The classical symptom of intermittent claudication is cramp like pain in calf muscles while walking or constant amount of exercise. Pain is relieved as soon as the patient rests. This symptom develops due to muscle ischemia. It means the muscle do not get enough oxygenated blood. The pain is felt in any muscles of lower limb, but mostly the calf muscles are painful because they are most active during walking. Pain sometimes can also occur in arms if the vessels of arms are narrow. The pain comes during active exercise such as walking even hundred yards. Soon the pain is relieved as you rest. However, with progression of the condition, person may feel pain in legs even while sitting or lying down.
If the flow of blood is extremely sluggish the color of skin of involved extremity changes to pale or blue.

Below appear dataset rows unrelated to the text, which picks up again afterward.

use crate::catalog;
use crate::parsing::normalize_token;
use chrono::{DateTime, Utc};
use serde::{Deserialize, Serialize};

#[derive(Debug, Clone, Default, PartialEq, Eq, Serialize, Deserialize)]
pub struct Account {
    pub account_code: String,
    pub username: Option<String>,
    pub email: Option<String>,
    pub first_name: Option<String>,
    pub last_name: Option<String>,
    pub company_name: Option<String>,
}

#[derive(Debug, Clone, Default, PartialEq, Eq, Serialize, Deserialize)]
pub struct Plan {
    pub plan_code: Option<String>,
    pub name: Option<String>,
    pub version: Option<i32>,
}

#[derive(Debug, Clone, Copy, Default, PartialEq, Eq, Hash, Serialize, Deserialize)]
#[serde(rename_all = "snake_case")]
pub enum SubscriptionState {
    Active,
    Canceled,
    Expired,
    Future,
    InTrial,
    Live,
    PastDue,
    #[default]
    Unknown,
}

impl SubscriptionState {
    pub fn from_token(raw: &str) -> Self {
        match normalize_token(raw).as_str() {
            "active" => Self::Active,
            "canceled" => Self::Canceled,
            "expired" => Self::Expired,
            "future" => Self::Future,
            "intrial" => Self::InTrial,
            "live" => Self::Live,
            "pastdue" => Self::PastDue,
            _ => Self::Unknown,
        }
    }
}

#[derive(Debug, Clone, Default, PartialEq, Eq, Serialize, Deserialize)]
pub struct Subscription {
    pub uuid: Option<String>,
    pub plan: Option<Plan>,
    pub state: SubscriptionState,
    pub quantity: i32,
    pub total_amount_in_cents: i64,
    pub activated_at: Option<DateTime<Utc>>,
    pub canceled_at: Option<DateTime<Utc>>,
    pub expires_at: Option<DateTime<Utc>>,
    pub current_period_started_at: Option<DateTime<Utc>>,
    pub current_period_ends_at: Option<DateTime<Utc>>,
    pub trial_started_at: Option<DateTime<Utc>>,
    pub trial_ends_at: Option<DateTime<Utc>>,
    pub collection_method: Option<String>,
}

#[derive(Debug, Clone, Copy, Default, PartialEq, Eq, Hash, Serialize, Deserialize)]
#[serde(rename_all = "snake_case")]
pub enum InvoiceState {
    Open,
    Collected,
    Failed,
    PastDue,
    Processing,
    #[default]
    Unknown,
}

impl InvoiceState {
    pub fn from_token(raw: &str) -> Self {
        match normalize_token(raw).as_str() {
            "open" => Self::Open,
            "collected" => Self::Collected,
            "failed" => Self::Failed,
            "pastdue" => Self::PastDue,
            "processing" => Self::Processing,
            _ => Self::Unknown,
        }
    }
}

#[derive(Debug, Clone, Default, PartialEq, Eq, Serialize, Deserialize)]
pub struct Invoice {
    pub uuid: Option<String>,
    pub subscription_id: Option<String>,
    pub state: InvoiceState,
    pub invoice_number: i32,
    pub po_number: Option<String>,
    pub vat_number: Option<String>,
    pub total_in_cents: i64,
    pub currency: Option<String>,
    pub date: Option<DateTime<Utc>>,
    pub closed_at: Option<DateTime<Utc>>,
    pub net_terms: Option<i32>,
    pub collection_method: Option<String>,
}

#[derive(Debug, Clone, Copy, Default, PartialEq, Eq, Hash, Serialize, Deserialize)]
#[serde(rename_all = "snake_case")]
pub enum TransactionAction {
    Authorization,
    Purchase,
    Refund,
    Verify,
    #[default]
    Unknown,
}

impl TransactionAction {
    pub fn from_token(raw: &str) -> Self {
        match normalize_token(raw).as_str() {
            "authorization" => Self::Authorization,
            "purchase" => Self::Purchase,
            "refund" => Self::Refund,
            "verify" => Self::Verify,
            _ => Self::Unknown,
        }
    }
}

#[derive(Debug, Clone, Copy, Default, PartialEq, Eq, Hash, Serialize, Deserialize)]
#[serde(rename_all = "snake_case")]
pub enum TransactionStatus {
    Success,
    Failed,
    Voided,
    Declined,
    #[default]
    Unknown,
}

impl TransactionStatus {
    pub fn from_token(raw: &str) -> Self {
        match normalize_token(raw).as_str() {
            "success" => Self::Success,
            "failed" => Self::Failed,
            "voided" => Self::Voided,
            "declined" => Self::Declined,
            _ => Self::Unknown,
        }
    }
}

/// Gateway error code assumed when the provider reports a failure code but no
/// gateway code of its own.
pub const GENERIC_DECLINED_GATEWAY_CODE: i32 = 2;

/// Provider failure code with optional per-transaction message overrides.
#[derive(Debug, Clone, Default, PartialEq, Eq, Serialize, Deserialize)]
pub struct FailureType {
    pub failure: String,
    customer_message: Option<String>,
    merchant_message: Option<String>,
}

impl FailureType {
    pub fn new(failure: impl Into<String>) -> Self {
        Self {
            failure: failure.into(),
            ..Self::default()
        }
    }

    /// Override if one was set, otherwise the catalog message for the code.
    pub fn customer_message(&self) -> Option<&str> {
        self.customer_message
            .as_deref()
            .filter(|m| !m.is_empty())
            .or_else(|| catalog::lookup(&self.failure).map(|m| m.customer))
    }

    pub fn merchant_message(&self) -> Option<&str> {
        self.merchant_message
            .as_deref()
            .filter(|m| !m.is_empty())
            .or_else(|| catalog::lookup(&self.failure).map(|m| m.merchant))
    }

    pub fn set_customer_message(&mut self, message: impl Into<String>) {
        self.customer_message = Some(message.into());
    }

    pub fn set_merchant_message(&mut self, message: impl Into<String>) {
        self.merchant_message = Some(message.into());
    }
}

#[derive(Debug, Clone, Default, PartialEq, Eq, Serialize, Deserialize)]
pub struct Transaction {
    pub id: Option<String>,
    pub account_code: Option<String>,
    pub invoice_id: Option<String>,
    pub invoice_number: i32,
    pub subscription_id: Option<String>,
    pub action: TransactionAction,
    pub date: Option<DateTime<Utc>>,
    pub amount_in_cents: i64,
    pub tax_in_cents: i64,
    pub currency: Option<String>,
    pub status: TransactionStatus,
    pub message: Option<String>,
    pub reference: Option<String>,
    pub source: Option<String>,
    pub cvv_result: Option<String>,
    pub avs_result: Option<String>,
    pub avs_result_street: Option<String>,
    pub avs_result_postal: Option<String>,
    pub test: bool,
    pub voidable: bool,
    pub refundable: bool,
    pub manually_entered: bool,
    pub payment_method: Option<String>,
    pub gateway_error_code: Option<i32>,
    pub failure_type: Option<FailureType>,
}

In advanced cases where blood flow is severely restricted, patient may develop non healing ulcers in lower leg. Cold feet, numbness and tingling or weakness are some other symptoms that may develop together with pain.
The treatment of intermittent claudication depends on the underlying cause.
If it is caused due to peripheral arterial disease, a meticulous program which consists of change in lifestyle, diet and proper intake of medication is beneficial.
- Patient must stop smoking tobacco.
- Person must restrict fat and cholesterol in his diet.
- Weight reduction
- Take prescribed medicines to reduce high cholesterol level.
- Control diabetes and high blood pressure
- Eat a balance diet.
Exercise is important for patient suffering from intermittent claudication. Patient must walk for 30 to 45 minutes daily for at least 5 days in a week. This improves blood flow in the calf muscles as well as all muscles of lower limb due to increased collateral circulation. There is increase in exercise tolerance as well. Patient must follow this routine for at least six months.
In majority of cases conventional treatment is effective. However, in severe cases surgical intervention may be necessary to improve the circulation.